In the question no additional constraints are mentioned, so assuming that
root(x) <= 3 * 10^4
and no. of test cases, t = 10^3
the max iterations for the just the calculation of prime factors can go up to
3 * 10^7, which is generally considered to not pass if coded in python. The second part of question, that is checking for ai for all Q adds to this complexity, and the solution should not pass the tests at all.

But the editorialist’s code does pass, so is there a hidden constraint that was not mentioned in the question? If yes, please mention such constraints, because I wasted a lot of my time today trying to optimize my code so that it fits the TL for python, and failing, ultimately discovering I could have contended with my first solution.

PS: I enjoyed the questions but my time would have been much more fruitful had the constraints been more clearer. Thank you for your efforts!

First of all, this is an overstatement:

is generally considered to not pass if coded in python

PyPy can deal with that many arithmetic operations just fine.

Secondly, a number with many factors gets factored faster than in sqrt operations, and a number with few factors makes it faster to loop over them. Hence your worst case is not achievable in practice.


PyPy can deal with that many arithmetic operations just fine.

Oh, okay, I did not know that, I apologize for not researching it enough.

a number with many factors gets factored faster than in sqrt operations

Yes, on average, if numbers are chosen (pseudo-) randomly, but if i make a test case just to push the program to it’s limits, say by taking all prime numbers near 10^9, the TC for the first part of problem should approach sqrt(x), right?

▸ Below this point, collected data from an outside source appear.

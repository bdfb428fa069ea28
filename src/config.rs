//! Audit configuration.
//!
//! Every input the gate consults (files, markers, collaborator commands, the
//! evidence list) comes from one JSON document. Running without a config uses
//! the defaults for the `DB.execute` hotfix.
use anyhow::{anyhow, Context, Result};
use serde::{Deserialize, Deserializer, Serialize};
use std::fs;
use std::path::{Component, Path, PathBuf};

pub const CONFIG_SCHEMA_VERSION: u32 = 1;

/// Default scan window length, in lines, following the located declaration.
pub const DEFAULT_WINDOW_SIZE: usize = 50;

const DEFAULT_PATCHED_FILE: &str = "rrd/store.py";

/// Root audit config; all sections fall back to their defaults when omitted.
#[derive(Debug, Clone, PartialEq, Eq, Serialize, Deserialize)]
#[serde(default, deny_unknown_fields)]
pub struct AuditConfig {
    pub schema_version: u32,
    pub diff: DiffConfig,
    #[serde(
        default = "default_reproduction",
        deserialize_with = "reproduction_section"
    )]
    pub reproduction: TestConfig,
    #[serde(default = "default_invariants", deserialize_with = "invariants_section")]
    pub invariants: TestConfig,
    pub structural: StructuralConfig,
    pub evidence: EvidenceConfig,
}

#[derive(Debug, Clone, PartialEq, Eq, Serialize, Deserialize)]
#[serde(default, deny_unknown_fields)]
pub struct DiffConfig {
    pub file: String,
    pub base_revision: String,
    pub marker: String,
}

/// An external test program. `command` is split shell-style into argv.
#[derive(Debug, Clone, PartialEq, Eq, Serialize)]
pub struct TestConfig {
    pub command: String,
    #[serde(skip_serializing_if = "Option::is_none")]
    pub timeout_seconds: Option<u64>,
}

/// A test section as written; omitted fields come from that section's defaults.
#[derive(Debug, Default, Deserialize)]
#[serde(default, deny_unknown_fields)]
struct TestSection {
    command: Option<String>,
    timeout_seconds: Option<u64>,
}

impl TestSection {
    fn over(self, defaults: TestConfig) -> TestConfig {
        TestConfig {
            command: self.command.unwrap_or(defaults.command),
            timeout_seconds: self.timeout_seconds.or(defaults.timeout_seconds),
        }
    }
}

fn reproduction_section<'de, D>(deserializer: D) -> std::result::Result<TestConfig, D::Error>
where
    D: Deserializer<'de>,
{
    Ok(TestSection::deserialize(deserializer)?.over(default_reproduction()))
}

fn invariants_section<'de, D>(deserializer: D) -> std::result::Result<TestConfig, D::Error>
where
    D: Deserializer<'de>,
{
    Ok(TestSection::deserialize(deserializer)?.over(default_invariants()))
}

#[derive(Debug, Clone, PartialEq, Eq, Serialize, Deserialize)]
#[serde(default, deny_unknown_fields)]
pub struct StructuralConfig {
    pub source_file: String,
    pub function_locator: String,
    pub window_size: usize,
    pub forbidden_broad_handler: String,
    pub required_narrow_handler: String,
    pub required_return_statement: String,
}

#[derive(Debug, Clone, PartialEq, Eq, Serialize, Deserialize)]
#[serde(default, deny_unknown_fields)]
pub struct EvidenceConfig {
    pub files: Vec<String>,
}

impl Default for AuditConfig {
    fn default() -> Self {
        Self {
            schema_version: CONFIG_SCHEMA_VERSION,
            diff: DiffConfig::default(),
            reproduction: default_reproduction(),
            invariants: default_invariants(),
            structural: StructuralConfig::default(),
            evidence: EvidenceConfig::default(),
        }
    }
}

impl Default for DiffConfig {
    fn default() -> Self {
        Self {
            file: DEFAULT_PATCHED_FILE.to_string(),
            base_revision: "HEAD~1".to_string(),
            marker: "-        except Exception as e:".to_string(),
        }
    }
}

impl Default for StructuralConfig {
    fn default() -> Self {
        Self {
            source_file: DEFAULT_PATCHED_FILE.to_string(),
            function_locator: "def execute(self".to_string(),
            window_size: DEFAULT_WINDOW_SIZE,
            forbidden_broad_handler: "except Exception".to_string(),
            required_narrow_handler: "except (AttributeError".to_string(),
            required_return_statement: "return cursor".to_string(),
        }
    }
}

impl Default for EvidenceConfig {
    fn default() -> Self {
        Self {
            files: [
                "hotfix_store.diff",
                "tests/test_hotfix_reproduce.py",
                "tests/test_hotfix_invariants.py",
                "hfgate",
                "HOTFIX_REPORT.md",
            ]
            .iter()
            .map(|name| name.to_string())
            .collect(),
        }
    }
}

fn default_reproduction() -> TestConfig {
    TestConfig {
        command: "python tests/test_hotfix_reproduce.py".to_string(),
        timeout_seconds: None,
    }
}

fn default_invariants() -> TestConfig {
    TestConfig {
        command: "python tests/test_hotfix_invariants.py".to_string(),
        timeout_seconds: None,
    }
}

impl TestConfig {
    /// Split the configured command into argv without invoking a shell.
    pub fn argv(&self) -> Result<Vec<String>> {
        let argv = shell_words::split(&self.command)
            .with_context(|| format!("parse command {:?}", self.command))?;
        if argv.is_empty() {
            return Err(anyhow!("command must be non-empty"));
        }
        Ok(argv)
    }
}

/// Load a config file. Callers run [`validate_config`] before use.
pub fn load_config(path: &Path) -> Result<AuditConfig> {
    let bytes = fs::read(path).with_context(|| format!("read config {}", path.display()))?;
    let config: AuditConfig =
        serde_json::from_slice(&bytes).context("parse audit config JSON")?;
    Ok(config)
}

/// Render the config in the stable JSON form `--print-config` emits.
pub fn config_json(config: &AuditConfig) -> Result<String> {
    serde_json::to_string_pretty(config).context("serialize audit config")
}

/// Reject configs that would make a stage meaningless before anything runs.
pub fn validate_config(config: &AuditConfig) -> Result<()> {
    if config.schema_version != CONFIG_SCHEMA_VERSION {
        return Err(anyhow!(
            "unsupported audit config schema_version {}",
            config.schema_version
        ));
    }

    validate_path(&config.diff.file, "diff.file")?;
    require_non_empty(&config.diff.base_revision, "diff.base_revision")?;
    if config.diff.base_revision.starts_with('-') {
        return Err(anyhow!(
            "diff.base_revision must name a revision, not an option: {}",
            config.diff.base_revision
        ));
    }
    require_non_empty(&config.diff.marker, "diff.marker")?;

    for (label, test) in [
        ("reproduction", &config.reproduction),
        ("invariants", &config.invariants),
    ] {
        test.argv()
            .with_context(|| format!("invalid {label}.command"))?;
        if test.timeout_seconds == Some(0) {
            return Err(anyhow!("{label}.timeout_seconds must be positive"));
        }
    }

    let structural = &config.structural;
    validate_path(&structural.source_file, "structural.source_file")?;
    require_non_empty(&structural.function_locator, "structural.function_locator")?;
    if structural.window_size == 0 {
        return Err(anyhow!("structural.window_size must be positive"));
    }
    require_non_empty(
        &structural.forbidden_broad_handler,
        "structural.forbidden_broad_handler",
    )?;
    require_non_empty(
        &structural.required_narrow_handler,
        "structural.required_narrow_handler",
    )?;
    require_non_empty(
        &structural.required_return_statement,
        "structural.required_return_statement",
    )?;

    if config.evidence.files.is_empty() {
        return Err(anyhow!("evidence.files must list at least one artifact"));
    }
    for file in &config.evidence.files {
        validate_path(file, "evidence.files")?;
    }
    Ok(())
}

/// Resolve a config path against the audit root; absolute paths pass through.
pub fn resolve_path(root: &Path, value: &str) -> PathBuf {
    let path = Path::new(value);
    if path.is_absolute() {
        path.to_path_buf()
    } else {
        root.join(path)
    }
}

fn require_non_empty(value: &str, label: &str) -> Result<()> {
    if value.is_empty() {
        return Err(anyhow!("{label} must be non-empty"));
    }
    Ok(())
}

fn validate_path(value: &str, label: &str) -> Result<()> {
    require_non_empty(value.trim(), label)?;
    let path = Path::new(value);
    if path.is_absolute() {
        return Ok(());
    }
    if path
        .components()
        .any(|component| matches!(component, Component::ParentDir))
    {
        return Err(anyhow!("{label} must not contain '..': {value}"));
    }
    Ok(())
}

#[cfg(test)]
mod tests {
    use super::*;

    #[test]
    fn defaults_target_the_execute_hotfix() {
        let config = AuditConfig::default();
        assert_eq!(config.structural.function_locator, "def execute(self");
        assert_eq!(config.structural.window_size, 50);
        assert_eq!(config.diff.file, "rrd/store.py");
        assert_eq!(config.evidence.files.len(), 5);
        validate_config(&config).expect("defaults validate");
    }

    #[test]
    fn partial_config_keeps_defaults_for_missing_sections() {
        let config: AuditConfig = serde_json::from_str(
            r#"{"structural": {"window_size": 10}, "invariants": {"command": "true", "timeout_seconds": 30}}"#,
        )
        .expect("parse partial config");
        assert_eq!(config.structural.window_size, 10);
        assert_eq!(config.structural.function_locator, "def execute(self");
        assert_eq!(config.invariants.timeout_seconds, Some(30));
        assert_eq!(config.reproduction, default_reproduction());
    }

    #[test]
    fn timeout_only_section_keeps_default_command() {
        let config: AuditConfig =
            serde_json::from_str(r#"{"reproduction": {"timeout_seconds": 30}}"#)
                .expect("parse timeout-only section");
        assert_eq!(
            config.reproduction,
            TestConfig {
                command: "python tests/test_hotfix_reproduce.py".to_string(),
                timeout_seconds: Some(30),
            }
        );
        assert_eq!(config.invariants, default_invariants());
        validate_config(&config).expect("timeout-only config validates");
    }

    #[test]
    fn unknown_test_section_fields_are_rejected() {
        let err = serde_json::from_str::<AuditConfig>(r#"{"invariants": {"cmd": "true"}}"#)
            .expect_err("unknown field");
        assert!(err.to_string().contains("cmd"));
    }

    #[test]
    fn option_like_base_revision_is_rejected() {
        let mut config = AuditConfig::default();
        config.diff.base_revision = "--output=/tmp/written_by_gate.txt".to_string();
        let err = validate_config(&config).expect_err("option-like revision");
        assert!(err.to_string().contains("diff.base_revision"));
    }

    #[test]
    fn load_config_parses_without_validating() {
        let dir = tempfile::tempdir().expect("create temp dir");
        let path = dir.path().join("hfgate.json");
        fs::write(&path, r#"{"structural": {"window_size": 0}}"#).expect("write config");
        let config = load_config(&path).expect("load config");
        assert_eq!(config.structural.window_size, 0);
        assert!(validate_config(&config).is_err());
    }

    #[test]
    fn unknown_fields_are_rejected() {
        let err = serde_json::from_str::<AuditConfig>(r#"{"structurl": {}}"#)
            .expect_err("unknown field");
        assert!(err.to_string().contains("structurl"));
    }

    #[test]
    fn zero_window_is_rejected() {
        let mut config = AuditConfig::default();
        config.structural.window_size = 0;
        let err = validate_config(&config).expect_err("zero window");
        assert!(err.to_string().contains("window_size"));
    }

    #[test]
    fn unbalanced_quotes_in_command_are_rejected() {
        let mut config = AuditConfig::default();
        config.reproduction.command = "python 'tests/unterminated.py".to_string();
        let err = validate_config(&config).expect_err("bad command");
        assert!(format!("{err:#}").contains("reproduction.command"));
    }

    #[test]
    fn parent_escaping_paths_are_rejected() {
        let mut config = AuditConfig::default();
        config.structural.source_file = "../outside/store.py".to_string();
        assert!(validate_config(&config).is_err());
    }

    #[test]
    fn argv_splits_quoted_arguments() {
        let test = TestConfig {
            command: r#"python -m pytest "tests/with space.py""#.to_string(),
            timeout_seconds: None,
        };
        assert_eq!(
            test.argv().expect("split"),
            vec!["python", "-m", "pytest", "tests/with space.py"]
        );
    }

    #[test]
    fn resolve_path_keeps_absolute_paths() {
        let root = Path::new("/audit");
        assert_eq!(
            resolve_path(root, "rrd/store.py"),
            PathBuf::from("/audit/rrd/store.py")
        );
        assert_eq!(resolve_path(root, "/tmp/x"), PathBuf::from("/tmp/x"));
    }
}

But now that you say PyPy can handle even the worst cases, this definitely doesn’t matter. Thank you for your time and explanation. And sorry for the previous rant :sweat_smile:


There is some nuance here, however - you definitely can’t expect PyPy to be fast all the time, and certain operations are faster than others (so an approximate count of the operations isn’t enough to tell you the whole picture).

I’m not really an expert on this, but in my experience, here’s some stuff that’s slow:

  • Input/output in general, specially the print function.
    For example, in ADVITIYA4 I actually got a TLE with a linear-time algorithm that called the print function 4\cdot 10^5 times (and does only about 4\cdot 10^5 operations otherwise), and had to optimize it by first storing all the answers in a list and then printing that list once at the end.
    The constraints there were later reduced to allow the natural implementation to pass.
  • I recall sorting a list of tuples being much slower than sorting integers.
  • Working with multidimensional arrays can be quite slow too.
  • Very rarely, things you might not expect have the wrong complexity.
    For instance, s += t where s and t are both strings is actually \mathcal{O}(|s| + |t|), so creating a string of length N by appending to it N times is in fact quadratic (surprisingly, CPython doesn’t have this behavior, and so is faster here)

All this aside, it also of course matters whether the operations are simple or not.
3\cdot 10^7 arithmetic operations should run perfectly fine within a couple seconds, 3\cdot 10^7 dictionary accesses (on a large-ish dictionary) probably won’t.
In fact, even 10^8 operations are not an issue if they’re simple enough (see ADVITIYA11, which needs about 10^8 operations, but they’re simple enough that my PyPy code runs in less than a second).

tl;dr PyPy can run decently fast, but you better know what you’re doing when using it (and remembering things in terms of operation limits probably isn’t the best idea).
i think if you’re not 100% confident it’s going to be fast enough, just use a faster language.

1 Like

Hey, i got the intuition but still not able to understand how it comes like i want to calculate for x=900 and p=2 so the answer is 8 and i got two-30 and 810000 but want to know how to get others by this logic just tell me…

can some1 tell whats the issue, i guess its the same as the authors code just that i am using maps to store prime factors with their powers

Clear the map before using in every test case, Because some previous primes will be there of previous test cases. [ just do m.clear() before solve() ]